Sunday, June 15, 2008

Dalit-killer dacoit falls to Maya cops


by TAPAS CHAKRABORTY
Lucknow, June 13: A Chambal bandit was gunned down today three months after he had massacred five Dalits, embarrassing chief minister Mayavati.
Police shot dead Deep Chand alias Nadia, 41, and an associate after an encounter in the jungles of Etawah in Chambal early this morning.
“He fought like a wounded tiger before he fell in a fusillade of shots,” a policeman said.
Nadia led a small gang in Etawah, kidnapping middle-class traders for ransom, but hit the headlines on March 13 by killing five members of a Dalit family in Ameenabad village of the district.
The Opposition immediately raised a furore questioning Mayavati’s ability to protect Dalits, who form her main vote bank. The chief minister visited the village on March 14 and Rahul Gandhi, who has been courting Dalits in the state, followed the next day.
Sources said Mayavati told the district police to get Nadia urgently, and in April the force cornered the gang. But although Nadia’s brother-in-law Roop Singh and two other gang members, Udaibhan and Hari Sahai, were killed, Nadia himself escaped.
His luck ran out today when a team of 22 policemen crept up on the gang from all sides in the forests of Takrupara near the Yamuna’s banks.
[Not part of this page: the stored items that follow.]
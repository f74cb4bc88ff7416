//! TIFF tag utilities
//!
//! Utilities for working with TIFF tags and their values.

use crate::io::byte_order::ByteOrder;
use crate::tiff::errors::{TiffError, TiffResult};
use crate::tiff::constants::{field_types, tags, compression};

/// Size in bytes of a single value of the given field type
///
/// Returns `None` for field types TIFF 6.0 and BigTIFF do not define, since the
/// byte length of such an entry cannot be known.
pub fn field_type_size(field_type: u16) -> Option<usize> {
    match field_type {
        field_types::BYTE | field_types::ASCII | field_types::SBYTE | field_types::UNDEFINED => Some(1),
        field_types::SHORT | field_types::SSHORT => Some(2),
        field_types::LONG | field_types::SLONG | field_types::FLOAT | field_types::IFD => Some(4),
        field_types::RATIONAL | field_types::SRATIONAL | field_types::DOUBLE => Some(8),
        field_types::LONG8 | field_types::SLONG8 | field_types::IFD8 => Some(8),
        _ => None,
    }
}

/// Width of the unit that gets byte-swapped for the given field type
///
/// Rationals are two independent 32-bit integers, so they swap in 4-byte
/// units even though each value is 8 bytes long.
pub fn swap_width(field_type: u16) -> usize {
    match field_type {
        field_types::RATIONAL | field_types::SRATIONAL => 4,
        other => field_type_size(other).unwrap_or(1),
    }
}

/// Whether the field type only exists in BigTIFF files
pub fn is_big_tiff_only_type(field_type: u16) -> bool {
    matches!(field_type, field_types::LONG8 | field_types::SLONG8 | field_types::IFD8)
}

/// Decodes a packed array of unsigned integer tag values
///
/// # Arguments
/// * `bytes` - Raw value bytes as stored in the file
/// * `field_type` - The entry's field type
/// * `byte_order` - Byte order of `bytes`
///
/// # Returns
/// The values widened to u64, or an error for non-integer field types
pub fn decode_unsigned_values(bytes: &[u8], field_type: u16, byte_order: ByteOrder) -> TiffResult<Vec<u64>> {
    let width = field_type_size(field_type)
        .ok_or(TiffError::UnsupportedFieldType(field_type))?;

    let values = bytes.chunks_exact(width).map(|chunk| match field_type {
        field_types::BYTE | field_types::UNDEFINED => Ok(chunk[0] as u64),
        field_types::SHORT => Ok(byte_order.decode_u16(chunk) as u64),
        field_types::LONG | field_types::IFD => Ok(byte_order.decode_u32(chunk) as u64),
        field_types::LONG8 | field_types::IFD8 => Ok(byte_order.decode_u64(chunk)),
        _ => Err(TiffError::UnsupportedFieldType(field_type)),
    }).collect::<TiffResult<Vec<u64>>>()?;

    Ok(values)
}

/// Decodes the first value held in an inline value field
///
/// Small values are left-justified in the IFD entry's value field, so the
/// value has to be read at its own width rather than the field's width.
pub fn decode_inline_value(raw: &[u8], field_type: u16, byte_order: ByteOrder) -> u64 {
    match field_type_size(field_type) {
        Some(1) => raw[0] as u64,
        Some(2) => byte_order.decode_u16(raw) as u64,
        Some(4) => byte_order.decode_u32(raw) as u64,
        _ if raw.len() >= 8 => byte_order.decode_u64(raw),
        _ => byte_order.decode_u32(raw) as u64,
    }
}

/// Whether an entry points at structures outside its frame
///
/// These values are file offsets into data the frame reader does not copy,
/// so they would dangle once the frame is written to another file. Besides
/// the well-known pointer tags this covers any private tag stored with the
/// IFD or IFD8 field type.
pub fn is_unrelocatable_pointer(tag: u16, field_type: u16) -> bool {
    matches!(field_type, field_types::IFD | field_types::IFD8)
        || matches!(tag,
            tags::FREE_OFFSETS
            | tags::FREE_BYTE_COUNTS
            | tags::SUB_IFDS
            | tags::JPEG_INTERCHANGE_FORMAT
            | tags::JPEG_INTERCHANGE_FORMAT_LENGTH
            | tags::EXIF_IFD
            | tags::GPS_IFD
            | tags::INTEROPERABILITY_IFD)
}

/// Get the name of a TIFF tag
///
/// Returns a human-readable name for a tag based on its numeric ID.
/// If the tag is not recognized, returns "Unknown".
pub fn get_tag_name(tag: u16) -> &'static str {
    match tag {
        tags::NEW_SUBFILE_TYPE => "NewSubfileType",
        tags::IMAGE_WIDTH => "ImageWidth",
        tags::IMAGE_LENGTH => "ImageLength",
        tags::BITS_PER_SAMPLE => "BitsPerSample",
        tags::COMPRESSION => "Compression",
        tags::PHOTOMETRIC_INTERPRETATION => "PhotometricInterpretation",
        tags::STRIP_OFFSETS => "StripOffsets",
        tags::SAMPLES_PER_PIXEL => "SamplesPerPixel",
        tags::ROWS_PER_STRIP => "RowsPerStrip",
        tags::STRIP_BYTE_COUNTS => "StripByteCounts",
        tags::X_RESOLUTION => "XResolution",
        tags::Y_RESOLUTION => "YResolution",
        tags::PLANAR_CONFIGURATION => "PlanarConfiguration",
        tags::RESOLUTION_UNIT => "ResolutionUnit",
        tags::PAGE_NUMBER => "PageNumber",
        tags::SOFTWARE => "Software",
        tags::DATE_TIME => "DateTime",
        tags::COLOR_MAP => "ColorMap",
        tags::TILE_WIDTH => "TileWidth",
        tags::TILE_LENGTH => "TileLength",
        tags::TILE_OFFSETS => "TileOffsets",
        tags::TILE_BYTE_COUNTS => "TileByteCounts",
        tags::SUB_IFDS => "SubIFDs",
        tags::SAMPLE_FORMAT => "SampleFormat",
        tags::JPEG_TABLES => "JPEGTables",
        tags::JPEG_INTERCHANGE_FORMAT => "JPEGInterchangeFormat",
        tags::JPEG_INTERCHANGE_FORMAT_LENGTH => "JPEGInterchangeFormatLength",
        tags::EXIF_IFD => "ExifIFD",
        tags::GPS_IFD => "GPSIFD",
        tags::INTEROPERABILITY_IFD => "InteroperabilityIFD",
        _ => "Unknown",
    }
}

/// Get the name of a TIFF field type
pub fn get_field_type_name(field_type: u16) -> &'static str {
    match field_type {
        field_types::BYTE => "BYTE",
        field_types::ASCII => "ASCII",
        field_types::SHORT => "SHORT",
        field_types::LONG => "LONG",
        field_types::RATIONAL => "RATIONAL",
        field_types::SBYTE => "SBYTE",
        field_types::UNDEFINED => "UNDEFINED",
        field_types::SSHORT => "SSHORT",
        field_types::SLONG => "SLONG",
        field_types::SRATIONAL => "SRATIONAL",
        field_types::FLOAT => "FLOAT",
        field_types::DOUBLE => "DOUBLE",
        field_types::IFD => "IFD",
        field_types::LONG8 => "LONG8",
        field_types::SLONG8 => "SLONG8",
        field_types::IFD8 => "IFD8",
        _ => "Unknown",
    }
}

/// Get the name of a compression method
pub fn get_compression_name(compression_code: u64) -> &'static str {
    match compression_code as u16 {
        compression::NONE => "None",
        compression::CCITT_RLE => "CCITT RLE",
        compression::CCITT_FAX3 => "CCITT Group 3 Fax",
        compression::CCITT_FAX4 => "CCITT Group 4 Fax",
        compression::LZW => "LZW",
        compression::JPEG_OLD => "Old JPEG",
        compression::JPEG => "JPEG",
        compression::DEFLATE => "Adobe Deflate",
        compression::ZSTD => "Zstandard",
        compression::PACKBITS => "PackBits",
        _ => "Unknown",
    }
}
The police said there were six to seven dacoits in the group but apart from Nadia and an associate, the rest escaped. Sonbeer alias Lokharia, 32, fell with his leader, firing continuously from his improvised rifle till the end. An automatic rifle and several cartridges were found on the dead dacoits.
Additional director-general of police Brij Lal said the gang’s whereabouts were revealed two days ago when the dacoits released a teenage girl whom they had kidnapped from Naiaputia village on May 13. Vinita Jatav had been abducted on her way to a relative’s wedding.
The gang faces about 25 criminal cases, including that of murder and kidnapping. It had abducted and killed a four-year-old boy from Kanpur two years ago.
Etawah superintendent of police S.R. Aditya said Nadia was trying to move into the space left vacant by the killings of the notorious bandits, Nirbhay Gujjar and Mohar Singh.
Just as Nadia met his end after virtually throwing a challenge to Mayavati, Nirbhay was shot dead after declaring publicly that he would surrender only if then chief minister Mulayam Singh Yadav agreed to give him political asylum.
“I respect him a lot,” he had said about Mulayam, who happened to be from his own district, Etawah. That would have been embarrassing for the chief minister, whose police sought out the bandit and killed him two months later, on November 8, 2005.